In our example, we first want to look at a generic user retention curve in order to determine at which point cohort retention flattens out. Therefore, we need to retrieve some initial data and generate a cohort retention chart like this:

The retention curve flattens out after the first 90 days after signups. Therefore, we can limit the analysis to this time period.

In addition, we need to define some threshold for the independent variables. Remember, these are the 3 hypotheses we want to analyze:

H1: Users who connect with other users early in their journey are more likely to be retained

H2: Users who add topics to their profile early in their journey are more likely to be retained

H3: Users who receive an answer to a question they posted early in their user journey are more likely to be retained

In order to analyze these hypotheses, we first need to check the distribution of follow events, topics added and receiving answers to questions by days after signup in order to determine a cut-off date.

The chart shows that the majority of follow events happens in the first week after signup.
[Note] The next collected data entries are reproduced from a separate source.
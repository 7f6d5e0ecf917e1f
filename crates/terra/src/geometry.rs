//! Icosahedron-based unit sphere.
//!
//! The globe uses the same subdivided icosahedron twice:
//! - a triangle list with per-vertex texture coordinates (the "scaffold"),
//!   used for ray picking and drawn as a translucent wireframe;
//! - a lattice point cloud (the "terrain"), one [`PointSample`] per lattice
//!   vertex of every face.
//!
//! Texture coordinates follow the equirectangular mapping
//! `u = atan2(z, -x) / 2π + 0.5`, `v = 1 - (atan2(-y, hypot(x, z)) / π + 0.5)`.

use glam::{Vec2, Vec3};
use rayon::prelude::*;
use std::f32::consts::PI;

/// Golden ratio, `(1 + √5) / 2`.
const PHI: f32 = 1.618_034;

#[rustfmt::skip]
const ICOSAHEDRON_VERTICES: [[f32; 3]; 12] = [
    [-1.0,  PHI,  0.0], [ 1.0,  PHI,  0.0], [-1.0, -PHI,  0.0], [ 1.0, -PHI,  0.0],
    [ 0.0, -1.0,  PHI], [ 0.0,  1.0,  PHI], [ 0.0, -1.0, -PHI], [ 0.0,  1.0, -PHI],
    [ PHI,  0.0, -1.0], [ PHI,  0.0,  1.0], [-PHI,  0.0, -1.0], [-PHI,  0.0,  1.0],
];

/// Counter-clockwise when seen from outside.
#[rustfmt::skip]
const ICOSAHEDRON_FACES: [[usize; 3]; 20] = [
    [0, 11, 5], [0, 5, 1], [0, 1, 7], [0, 7, 10], [0, 10, 11],
    [1, 5, 9], [5, 11, 4], [11, 10, 2], [10, 7, 6], [7, 1, 8],
    [3, 9, 4], [3, 4, 2], [3, 2, 6], [3, 6, 8], [3, 8, 9],
    [4, 9, 5], [2, 4, 11], [6, 2, 10], [8, 6, 7], [9, 8, 1],
];

/// One vertex of the terrain point cloud, laid out for the GPU instance buffer.
/// Must match the instance inputs of `terrain_points.wgsl`.
#[repr(C)]
#[derive(Clone, Copy, Debug, PartialEq, bytemuck::Pod, bytemuck::Zeroable)]
pub struct PointSample {
    /// Position on the unit sphere. Doubles as the surface normal.
    pub position: [f32; 3],
    /// Texture coordinate, fixed at construction.
    pub uv: [f32; 2],
}

impl PointSample {
    #[inline]
    pub fn position(&self) -> Vec3 {
        Vec3::from(self.position)
    }

    #[inline]
    pub fn uv(&self) -> Vec2 {
        Vec2::from(self.uv)
    }
}

#[derive(Clone, Copy, Debug, PartialEq)]
pub struct SurfaceVertex {
    pub position: Vec3,
    pub uv: Vec2,
}

/// Non-indexed triangle list on a sphere of radius `radius` centred at the origin.
#[derive(Clone, Debug)]
pub struct SphereMesh {
    vertices: Vec<SurfaceVertex>,
    radius: f32,
}

impl SphereMesh {
    /// Builds a unit icosphere with `detail` subdivisions per icosahedron edge.
    pub fn icosphere(detail: u32) -> Self {
        let mut vertices = Vec::with_capacity(20 * 3 * ((detail as usize) + 1).pow(2));

        for face in ICOSAHEDRON_FACES.iter() {
            let lattice = face_lattice(face, detail);
            let cols = (detail + 1) as usize;

            for i in 0..cols {
                for j in 0..(2 * (cols - i) - 1) {
                    let k = j / 2;
                    let corners = if j % 2 == 0 {
                        [lattice[i][k + 1], lattice[i + 1][k], lattice[i][k]]
                    } else {
                        [lattice[i][k + 1], lattice[i + 1][k + 1], lattice[i + 1][k]]
                    };

                    let mut tri = corners.map(|p| {
                        let position = p.normalize();
                        SurfaceVertex {
                            position,
                            uv: sphere_uv(position),
                        }
                    });
                    correct_pole_uvs(&mut tri);
                    correct_seam(&mut tri);
                    vertices.extend_from_slice(&tri);
                }
            }
        }

        Self {
            vertices,
            radius: 1.0,
        }
    }

    #[inline]
    pub fn vertices(&self) -> &[SurfaceVertex] {
        &self.vertices
    }

    #[inline]
    pub fn radius(&self) -> f32 {
        self.radius
    }

    pub fn triangle_count(&self) -> usize {
        self.vertices.len() / 3
    }

    pub fn triangles(&self) -> impl Iterator<Item = &[SurfaceVertex]> + '_ {
        self.vertices.chunks_exact(3)
    }

    /// Line-list positions for wireframe rendering, three edges per triangle.
    pub fn wireframe_segments(&self) -> Vec<[f32; 3]> {
        let mut lines = Vec::with_capacity(self.vertices.len() * 2);
        for tri in self.triangles() {
            let [a, b, c] = [tri[0].position, tri[1].position, tri[2].position];
            for (p, q) in [(a, b), (b, c), (c, a)] {
                lines.push(p.to_array());
                lines.push(q.to_array());
            }
        }
        lines
    }
}

/// Builds the terrain point cloud: every lattice vertex of every subdivided
/// face, projected onto the unit sphere.
///
/// Points are never interpolated, so their texture coordinates use the raw
/// mapping without seam fix-ups.
pub fn point_cloud(detail: u32) -> Vec<PointSample> {
    ICOSAHEDRON_FACES
        .par_iter()
        .flat_map_iter(|face| {
            face_lattice(face, detail)
                .into_iter()
                .flatten()
                .map(|p| {
                    let position = p.normalize();
                    PointSample {
                        position: position.to_array(),
                        uv: sphere_uv(position).to_array(),
                    }
                })
        })
        .collect()
}

/// Number of samples [`point_cloud`] produces for `detail`.
pub fn point_cloud_len(detail: u32) -> usize {
    let cols = detail as usize + 1;
    20 * (cols + 1) * (cols + 2) / 2
}

#[inline]
pub fn azimuth(p: Vec3) -> f32 {
    p.z.atan2(-p.x)
}

#[inline]
pub fn inclination(p: Vec3) -> f32 {
    (-p.y).atan2((p.x * p.x + p.z * p.z).sqrt())
}

/// Equirectangular texture coordinate of a direction.
#[inline]
pub fn sphere_uv(p: Vec3) -> Vec2 {
    Vec2::new(
        azimuth(p) / (2.0 * PI) + 0.5,
        1.0 - (inclination(p) / PI + 0.5),
    )
}

/// Barycentric lattice of one face: row `i` walks from edge `a→c`, and holds
/// `cols - i + 1` points interpolated towards edge `b→c`. Not normalized.
fn face_lattice(face: &[usize; 3], detail: u32) -> Vec<Vec<Vec3>> {
    let a = Vec3::from(ICOSAHEDRON_VERTICES[face[0]]);
    let b = Vec3::from(ICOSAHEDRON_VERTICES[face[1]]);
    let c = Vec3::from(ICOSAHEDRON_VERTICES[face[2]]);
    let cols = detail as usize + 1;

    (0..=cols)
        .map(|i| {
            let t = i as f32 / cols as f32;
            let aj = a.lerp(c, t);
            let bj = b.lerp(c, t);
            let rows = cols - i;

            (0..=rows)
                .map(|j| {
                    if j == 0 && i == cols {
                        aj
                    } else {
                        aj.lerp(bj, j as f32 / rows as f32)
                    }
                })
                .collect()
        })
        .collect()
}

/// Pole vertices have no azimuth of their own; borrow the triangle's.
fn correct_pole_uvs(tri: &mut [SurfaceVertex; 3]) {
    let centroid = (tri[0].position + tri[1].position + tri[2].position) / 3.0;
    let azi = azimuth(centroid);

    for v in tri.iter_mut() {
        if azi < 0.0 && v.uv.x == 1.0 {
            v.uv.x -= 1.0;
        }
        if v.position.x == 0.0 && v.position.z == 0.0 {
            v.uv.x = azi / (2.0 * PI) + 0.5;
        }
    }
}

/// Triangles straddling the u = 0/1 seam get their low side shifted past 1.
fn correct_seam(tri: &mut [SurfaceVertex; 3]) {
    let us = tri.map(|v| v.uv.x);
    let max = us[0].max(us[1]).max(us[2]);
    let min = us[0].min(us[1]).min(us[2]);

    if max > 0.9 && min < 0.1 {
        for v in tri.iter_mut() {
            if v.uv.x < 0.2 {
                v.uv.x += 1.0;
            }
        }
    }
}

#[cfg(test)]
mod tests {
    use super::*;

    #[test]
    fn uv_mapping_of_axis_directions() {
        let front = sphere_uv(Vec3::Z);
        assert!((front - Vec2::new(0.75, 0.5)).length() < 1e-6);

        let back = sphere_uv(-Vec3::Z);
        assert!((back - Vec2::new(0.25, 0.5)).length() < 1e-6);

        let left = sphere_uv(-Vec3::X);
        assert!((left.x - 0.5).abs() < 1e-6);

        let north = sphere_uv(Vec3::new(0.0, 1.0, 1e-6).normalize());
        assert!((north.y - 1.0).abs() < 1e-3);
    }

    #[test]
    fn icosphere_triangle_count_and_radius() {
        for detail in [0, 1, 4, 16] {
            let mesh = SphereMesh::icosphere(detail);
            let cols = detail as usize + 1;
            assert_eq!(mesh.triangle_count(), 20 * cols * cols);
            for v in mesh.vertices() {
                assert!((v.position.length() - 1.0).abs() < 1e-5);
            }
        }
    }

    #[test]
    fn icosphere_triangles_wind_outward() {
        let mesh = SphereMesh::icosphere(2);
        for tri in mesh.triangles() {
            let n = (tri[1].position - tri[0].position).cross(tri[2].position - tri[0].position);
            let centroid = (tri[0].position + tri[1].position + tri[2].position) / 3.0;
            assert!(n.dot(centroid) > 0.0);
        }
    }

    #[test]
    fn seam_triangles_do_not_span_the_whole_texture() {
        let mesh = SphereMesh::icosphere(16);
        // Azimuth is degenerate right at the poles.
        for tri in mesh.triangles().filter(|t| t.iter().all(|v| v.position.y.abs() < 0.95)) {
            let us = [tri[0].uv.x, tri[1].uv.x, tri[2].uv.x];
            let span = us.iter().cloned().fold(f32::MIN, f32::max)
                - us.iter().cloned().fold(f32::MAX, f32::min);
            assert!(span < 0.5, "triangle spans {span} in u");
        }
    }

    #[test]
    fn point_cloud_matches_lattice_size() {
        for detail in [0, 3, 10] {
            let points = point_cloud(detail);
            assert_eq!(points.len(), point_cloud_len(detail));
        }
        assert_eq!(point_cloud_len(120), 150_060);
    }

    #[test]
    fn point_cloud_is_on_unit_sphere_with_unit_uvs() {
        for p in point_cloud(8) {
            assert!((p.position().length() - 1.0).abs() < 1e-5);
            let uv = p.uv();
            assert!((0.0..=1.0).contains(&uv.x));
            assert!((0.0..=1.0).contains(&uv.y));
        }
    }

    #[test]
    fn wireframe_has_three_edges_per_triangle() {
        let mesh = SphereMesh::icosphere(1);
        assert_eq!(mesh.wireframe_segments().len(), mesh.triangle_count() * 6);
    }
}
Therefore, we can use the first week after signup as a cutoff threshold for retrieving follow events. We will also need to define a threshold for how many other users a happy user would follow within the first week. In a similar way, we can define thresholds for users adding topics to their profile and receiving an answer to their question. We want to limit the latter to users who signed up via the Q&A channel, since other users might not even have posted questions in their early user experience.

Steps 8–10: Analyze and document

Step 8–9: Query and analyze the data

We have made our way backward to the data. Once we know what to query, we can start retrieving the final data set. After investigating the data quality, we can finally analyze it.

Step 10: Document the results

Documentation is an often overlooked step — I consider it highly important to properly document results. Having the results of an analysis well documented, your analysis can make an impact a second or third time. At ResearchGate, we collect all our analysis documentation in a repository on our Wiki. We often end up revisiting analyses from the past. You can reuse the problem definition, research questions and hypotheses from steps 1–3 for your documentation. Do not invest too much time into polishing your documentation in the first iteration — it’s supposed to be a lean prototype and the major messages might change after your next iteration(s).

Gather feedback and iterate

Your first shot at the research question might not have provided the expected insights. For example, we might reject all hypotheses about factors influencing early user retention and still not know how to adapt the user journey. This wouldn’t be exceptional, particularly if you are working on a domain for the first time. Consider your first shot the “minimum viable analysis” for which you want to gather feedback early on. To make progress, you can iterate through steps 3–10 several times. I find it helpful to limit each iteration to a pre-defined number of hypotheses — otherwise, you might end up in an infinite feedback loop. The feedback in each iteration can be used to define hypotheses and sketch out the approach for the next iteration of the analysis.